Rethinking Heroism

for the week of September 24, 2001
by Rubel Shelly

Note: Starting Today: Scriptures and Stories for the Daily Grind, a collection of 90 "FAX of Life" essays is now available in bookstores everywhere or online at FaithMatters.com

I think we've been using the word "hero" a bit too loosely over the past few years. Oh, I don't want to claim that we've used it of bad or indecent people. But we've hung it on singers, athletes, high-rolling entrepreneurs, and actors. "Good," "talented," "successful," and other titles may work for them. But not "hero."

We were reminded of the special people to whom that title belongs in the aftermath of four murderous plane crashes on Sept.11. A flight attendant phoned in to her company what was happening aboard her New York-bound plane. More than 300 firefighters and dozens of police officers died trying to help victims of the attack on New York's World Trade Center. Mayor Giuliani led his city by being tough enough to walk over its rubble and tender enough to weep over its casualties.

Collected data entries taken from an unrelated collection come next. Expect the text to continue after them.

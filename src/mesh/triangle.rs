//! Index-based triangle and edge records.

use nalgebra::Vector3;

/// A triangle referencing three vertices of the owning mesh.
///
/// Vertices are ordered counter-clockwise when viewed from outside. The
/// cached normal `n` is only meaningful after normal derivation.
#[derive(Debug, Clone, Copy, PartialEq)]
pub struct Triangle {
    /// Vertex indices.
    pub v: [usize; 3],
    /// Cached outward unit normal.
    pub n: Vector3<f64>,
}

impl Triangle {
    /// Create a triangle with a zero normal.
    pub fn new(v: [usize; 3]) -> Self {
        Self {
            v,
            n: Vector3::zeros(),
        }
    }

    /// The three directed edges `v0→v1`, `v1→v2`, `v2→v0`.
    pub fn edges(&self) -> [Edge; 3] {
        let [a, b, c] = self.v;
        [Edge::new(a, b), Edge::new(b, c), Edge::new(c, a)]
    }

    /// True if two of the indices coincide.
    pub fn is_degenerate(&self) -> bool {
        let [a, b, c] = self.v;
        a == b || b == c || a == c
    }

    /// True if `vertex` is one of the corners.
    pub fn contains(&self, vertex: usize) -> bool {
        self.v.contains(&vertex)
    }

    /// Same corners with the winding flipped.
    pub fn reversed(&self) -> Self {
        let [a, b, c] = self.v;
        Self {
            v: [a, c, b],
            n: -self.n,
        }
    }
}

/// A directed edge between two vertices.
#[derive(Debug, Clone, Copy, PartialEq, Eq, Hash)]
pub struct Edge {
    /// Start and end vertex.
    pub v: [usize; 2],
}

impl Edge {
    /// Create the edge `a → b`.
    pub fn new(a: usize, b: usize) -> Self {
        Self { v: [a, b] }
    }

    /// Direction-independent key `(min, max)`.
    pub fn key(&self) -> (usize, usize) {
        let [a, b] = self.v;
        if a <= b {
            (a, b)
        } else {
            (b, a)
        }
    }
}

/// How two edges relate to each other.
#[derive(Debug, Clone, Copy, PartialEq, Eq)]
pub enum EdgeMatch {
    /// Different endpoints.
    Distinct,
    /// Same endpoints, same direction.
    Same,
    /// Same endpoints, traversed in opposite directions.
    Opposite,
}

/// Compare two edges by endpoints and report the traversal direction.
///
/// Adjacent triangles of a consistently wound manifold share every edge in
/// [`EdgeMatch::Opposite`] direction.
pub fn same_edge(e1: &Edge, e2: &Edge) -> EdgeMatch {
    if e1.v == e2.v {
        EdgeMatch::Same
    } else if e1.v[0] == e2.v[1] && e1.v[1] == e2.v[0] {
        EdgeMatch::Opposite
    } else {
        EdgeMatch::Distinct
    }
}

Todd Beamer, Thomas Burnett, and Jeremy Glick — perhaps others on the flight as well — fought the hijackers on United Airlines Flight 93 when it became apparent to them what was happening. Their actions appear to be what kept that flight's terrorist-hijackers from inflicting more damage on our nation's capitol. The plane they were on crashed nose-down in an unpopulated area of Pennsylvania.

"We will never know for sure," said Vice President Dick Cheney on NBC's Meet the Press. "But without question the attack would have been much worse if it hadn't been for the courageous acts of those individuals on United #93."

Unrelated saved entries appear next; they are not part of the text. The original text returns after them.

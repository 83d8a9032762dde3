//! Property-based tests for vertex welding.
//!
//! Positions are drawn from a coarse integer lattice so that coincident
//! vertices are common.
//!
//! Run with: cargo test --test weld_props

use nalgebra::Point3;
use proptest::prelude::*;
use tessellate::mesh::{Mesh, WeldOptions};

// =============================================================================
// Strategies
// =============================================================================

fn arb_lattice_point() -> impl Strategy<Value = Point3<f64>> {
    prop::array::uniform3(0..4i32).prop_map(|[x, y, z]| Point3::new(x as f64, y as f64, z as f64))
}

/// A triangle soup whose indices are always in range.
fn arb_soup(max_vertices: usize, max_faces: usize) -> impl Strategy<Value = Mesh> {
    (3..=max_vertices).prop_flat_map(move |n| {
        let verts = prop::collection::vec(arb_lattice_point(), n);
        let faces = prop::collection::vec(prop::array::uniform3(0..n), 1..=max_faces);
        (verts, faces).prop_map(|(verts, faces)| Mesh::from_raw(verts, &faces))
    })
}

fn positions_of_faces(mesh: &Mesh) -> Vec<[Point3<f64>; 3]> {
    mesh.triangles()
        .iter()
        .map(|t| t.v.map(|i| mesh.vertices()[i]))
        .collect()
}

// =============================================================================
// Properties
// =============================================================================

proptest! {
    #![proptest_config(ProptestConfig::with_cases(64))]

    #[test]
    fn proptest_weld_keeps_triangle_count(mut mesh in arb_soup(40, 30)) {
        let before = mesh.num_triangles();
        mesh.merge_verts(&WeldOptions::default()).unwrap();
        prop_assert_eq!(mesh.num_triangles(), before);
    }

    #[test]
    fn proptest_weld_never_adds_vertices(mut mesh in arb_soup(40, 30)) {
        let before = mesh.num_vertices();
        let report = mesh.merge_verts(&WeldOptions::default()).unwrap();
        prop_assert!(mesh.num_vertices() <= before);
        prop_assert_eq!(report.vertices_before, before);
        prop_assert_eq!(report.vertices_after, mesh.num_vertices());
        prop_assert_eq!(before - report.merged - report.dangling_removed, mesh.num_vertices());
    }

    #[test]
    fn proptest_weld_indices_in_range(mut mesh in arb_soup(40, 30)) {
        mesh.merge_verts(&WeldOptions::default()).unwrap();
        let n = mesh.num_vertices();
        for t in mesh.triangles() {
            prop_assert!(t.v.iter().all(|&i| i < n));
        }
        prop_assert_eq!(mesh.normals().len(), n);
    }

    #[test]
    fn proptest_weld_preserves_corner_positions(mut mesh in arb_soup(40, 30)) {
        let before = positions_of_faces(&mesh);
        mesh.merge_verts(&WeldOptions::default()).unwrap();
        prop_assert_eq!(positions_of_faces(&mesh), before);
    }

    #[test]
    fn proptest_weld_is_idempotent(mut mesh in arb_soup(40, 30)) {
        mesh.merge_verts(&WeldOptions::default()).unwrap();
        let verts = mesh.vertices().to_vec();
        let tris = mesh.triangles().to_vec();

        let report = mesh.merge_verts(&WeldOptions::default()).unwrap();
        prop_assert_eq!(report.merged, 0);
        prop_assert_eq!(report.dangling_removed, 0);
        prop_assert_eq!(mesh.vertices(), &verts[..]);
        prop_assert_eq!(mesh.triangles(), &tris[..]);
    }

    #[test]
    fn proptest_welded_vertices_are_distinct(mut mesh in arb_soup(40, 30)) {
        mesh.merge_verts(&WeldOptions::default()).unwrap();
        let verts = mesh.vertices();
        for i in 0..verts.len() {
            for j in (i + 1)..verts.len() {
                prop_assert!(verts[i] != verts[j]);
            }
        }
    }
}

Lyzbeth Glick was with their three-month-old daughter, Emmie, when she received her husband's frantic call. Initially she pleaded with him to sit down and not to call attention to himself. Her instincts were to beg him to do whatever was necessary to try to save himself. But her 31-year-old husband let her know it was not that sort of situation. It was far more desperate than personal survival, and he and a few other passengers had already decided to attack the hijackers.

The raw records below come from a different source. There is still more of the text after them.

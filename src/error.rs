//! Error types for tessellate.
//!
//! Operations that can fail outright (file I/O, parameter checks, normal
//! derivation over defective geometry) return [`MeshError`]. Structural
//! validity checks report a [`Violation`](crate::mesh::Violation) instead,
//! since a failed check leaves the mesh fully usable.

use std::path::PathBuf;
use thiserror::Error;

/// Result type alias using [`MeshError`].
pub type Result<T> = std::result::Result<T, MeshError>;

/// Errors that can occur during mesh operations.
#[derive(Error, Debug)]
pub enum MeshError {
    /// The mesh has no faces.
    #[error("mesh has no faces")]
    EmptyMesh,

    /// A triangle references a vertex outside the vertex list.
    #[error("triangle {face} references invalid vertex index {vertex}")]
    InvalidVertexIndex {
        /// The triangle index.
        face: usize,
        /// The invalid vertex index.
        vertex: usize,
    },

    /// A vertex is referenced by no triangle, so it has no normal.
    #[error("vertex {vertex} is dangling (no incident triangles)")]
    DanglingVertex {
        /// The vertex index.
        vertex: usize,
    },

    /// A triangle has zero area, so its normal is undefined.
    #[error("triangle {face} has a zero-length normal")]
    DegenerateNormal {
        /// The triangle index.
        face: usize,
    },

    /// The incident face normals of a vertex cancel out.
    #[error("vertex {vertex} has a zero-length averaged normal")]
    ZeroVertexNormal {
        /// The vertex index.
        vertex: usize,
    },

    /// File I/O error.
    #[error("I/O error: {0}")]
    Io(#[from] std::io::Error),

    /// Error loading a mesh or grid from file.
    #[error("failed to load {path}: {message}")]
    LoadError {
        /// The file path.
        path: PathBuf,
        /// Error message.
        message: String,
    },

    /// Error saving a mesh or grid to file.
    #[error("failed to save {path}: {message}")]
    SaveError {
        /// The file path.
        path: PathBuf,
        /// Error message.
        message: String,
    },

    /// Malformed voxel grid text.
    #[error("invalid voxel grid at line {line}: {message}")]
    InvalidGrid {
        /// 1-based line number where parsing failed.
        line: usize,
        /// Error message.
        message: String,
    },

    /// Unsupported file format.
    #[error("unsupported file format: {extension}")]
    UnsupportedFormat {
        /// The file extension.
        extension: String,
    },

    /// Invalid parameter value.
    #[error("invalid parameter: {name} = {value} ({reason})")]
    InvalidParameter {
        /// Parameter name.
        name: &'static str,
        /// The invalid value (as string).
        value: String,
        /// Reason the value is invalid.
        reason: &'static str,
    },
}

impl MeshError {
    /// Create an invalid parameter error.
    pub fn invalid_param<T: std::fmt::Display>(
        name: &'static str,
        value: T,
        reason: &'static str,
    ) -> Self {
        MeshError::InvalidParameter {
            name,
            value: value.to_string(),
            reason,
        }
    }

    pub(crate) fn load(path: impl Into<PathBuf>, message: impl Into<String>) -> Self {
        MeshError::LoadError {
            path: path.into(),
            message: message.into(),
        }
    }

    pub(crate) fn save(path: impl Into<PathBuf>, message: impl Into<String>) -> Self {
        MeshError::SaveError {
            path: path.into(),
            message: message.into(),
        }
    }
}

"I told him to go ahead and do it," Lyzbeth told ABC News. "I trusted his instincts, and I said ‘Do what you have to do.' I knew that — I thought he could do it." Jeremy told her to stay on the line and that he would come back to tell her what came of the plan. He never did. The plane slammed into the ground.

We'll learn precious few stories of the thousands killed who died bravely. They died trying to spare others or trying to rescue the wounded and dying. Only one word indisputably fits them, and it shouldn't be tarnished by putting it on athletic hoop-shooters or economic crap-shooters. They are our genuine heroes.